SELECT COUNT (?friend) AS c
WHERE { ?subject test:hasFriend ?friend }

  5

We counted friend relationships, of course. Let’s say we want to count how many friends each subject has. This is a more interesting query than the previous one.

SELECT ?subject COUNT (?friend) AS c
WHERE { ?subject test:hasFriend ?friend }
GROUP BY ?subject

  test:Fred, 1
  test:Morrel, 1
  test:Sasha, 2
  test:Sheeba, 1

Actually, we’re only interested in the human friends:

SELECT ?subject COUNT (?friend) AS c
WHERE { ?subject test:hasFriend ?friend .
        ?friend a test:Contact
} GROUP BY ?subject

  test:Fred, 1

No no, we are only interested in friends that are either cats or dogs:

SELECT ?subject COUNT (?friend) AS c
WHERE { ?subject test:hasFriend ?friend .
       ?friend a ?type .
       FILTER ( ?type = test:Dog || ?type = test:Cat)
} GROUP BY ?subject"

  test:Morrel, 1
  test:Sasha, 2
  test:Sheeba, 1

Now we are only interested in friends that are either a cat or a dog, but whose name starts with a ‘S’.

SELECT ?subject COUNT (?friend) as c
WHERE { ?subject test:hasFriend ?friend ;
                 test:name ?n .
       ?friend a ?type .
       FILTER ( ?type = test:Dog || ?type = test:Cat) .
       FILTER REGEX (?n, '^S', 'i')
} GROUP BY ?subject

  test:Sasha, 2
  test:Sheeba, 1

Conclusions

Should we stop talking about ontologies and start talking about searchboxes and user interfaces instead? Although I certainly agree more UI-stuff is needed, I’m not sure yet. RDF and SPARQL are also about relationships and roles. Not just about matching stuff. Whenever we explain the new Tracker to people, most are stuck with ‘matching’ in their mind. They don’t think about a lot of other use-cases.

Such a search is just one use-case starting point: user entered a random search string and gives zero other meaning about what he needs. Many more situations can be starting points: When I select a contact in a user interface designed to show an archive of messages that he once sent to me, the searchbox becomes much more narrow, much more helpful.

As soon as you have RDF and SPARQL, and with Tracker you do, an application developer can start taking into account relationships between resources: The relationship between a contact in Instant Messaging and the attachments in an E-mail that he as a person has sent to you. Why not combine it with friendship relationships synced from online services?

With a populated store you can make the relationship between a friend who joined you on a trip, and photos of a friend of your friend who suggested the holiday location.

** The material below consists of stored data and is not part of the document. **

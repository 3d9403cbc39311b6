//! Route definitions and router setup
//!
//! Configures all API routes and middleware.

mod deployments;
mod schemas;
mod targets;

use crate::config::Settings;
use crate::state::SharedState;
use axum::{
    http::{header, Method},
    routing::{get, post},
    Router,
};
use std::time::Duration;
use tower::ServiceBuilder;
use tower_http::{
    compression::CompressionLayer,
    cors::{Any, CorsLayer},
    request_id::MakeRequestUuid,
    trace::{DefaultMakeSpan, DefaultOnRequest, DefaultOnResponse, TraceLayer},
    ServiceBuilderExt,
};
use tracing::Level;

/// Create the application router with all routes and middleware
pub fn create_router(state: SharedState, settings: &Settings) -> Router {
    // Build CORS layer
    let cors = build_cors_layer(settings);

    // Build tracing/logging layer
    let trace_layer = TraceLayer::new_for_http()
        .make_span_with(DefaultMakeSpan::new().level(Level::INFO))
        .on_request(DefaultOnRequest::new().level(Level::INFO))
        .on_response(DefaultOnResponse::new().level(Level::INFO));

    // Build middleware stack
    let middleware = ServiceBuilder::new()
        .set_x_request_id(MakeRequestUuid)
        .layer(trace_layer)
        .layer(CompressionLayer::new())
        .layer(cors)
        .propagate_x_request_id();

    // Build the router
    Router::new()
        // Health check
        .route("/health", get(health_check))

        // Target directory
        .route("/api/targets", post(targets::create_target))
        .route("/api/targets", get(targets::list_targets))
        .route("/api/targets/{id}", get(targets::get_target))

        // Deployment workflow
        .route("/api/deployments", post(deployments::deploy_schema))
        .route("/api/deployments", get(deployments::list_deployments))
        .route("/api/deployments/rollback", post(deployments::rollback_deployment))
        .route("/api/deployments/{id}", get(deployments::get_deployment))

        // Schema lookups and upstream validation
        .route("/api/schemas/active", get(schemas::get_active_schema))
        .route("/api/schemas/validate", post(schemas::validate_schema))

        // Apply middleware and state
        .layer(middleware)
        .with_state(state)
}

/// Build CORS layer from settings
fn build_cors_layer(settings: &Settings) -> CorsLayer {
    let origins: Vec<_> = settings
        .cors
        .allowed_origins
        .iter()
        .filter_map(|s| s.parse().ok())
        .collect();

    if origins.is_empty() {
        CorsLayer::new()
            .allow_origin(Any)
            .allow_methods([Method::GET, Method::POST, Method::PUT, Method::DELETE, Method::OPTIONS])
            .allow_headers([header::CONTENT_TYPE, header::AUTHORIZATION, header::ACCEPT])
            .max_age(Duration::from_secs(3600))
    } else {
        CorsLayer::new()
            .allow_origin(origins)
            .allow_methods([Method::GET, Method::POST, Method::PUT, Method::DELETE, Method::OPTIONS])
            .allow_headers([header::CONTENT_TYPE, header::AUTHORIZATION, header::ACCEPT])
            .max_age(Duration::from_secs(3600))
    }
}

/// Health check endpoint
async fn health_check() -> axum::Json<serde_json::Value> {
    axum::Json(serde_json::json!({
        "success": true,
        "message": "Server is running fine.",
        "timestamp": chrono::Utc::now().to_rfc3339(),
        "version": env!("CARGO_PKG_VERSION")
    }))
}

With GeoClue integration we could link his photos up with actual location markers. You’d find these photos that came from the friend of your friend, and we could immediately feed the location markers to the GPS software on your phone.

I really hope application developers have more imagination than just global searchboxes.

And this is just a use-case that is technically already possible with today’s high-end phones.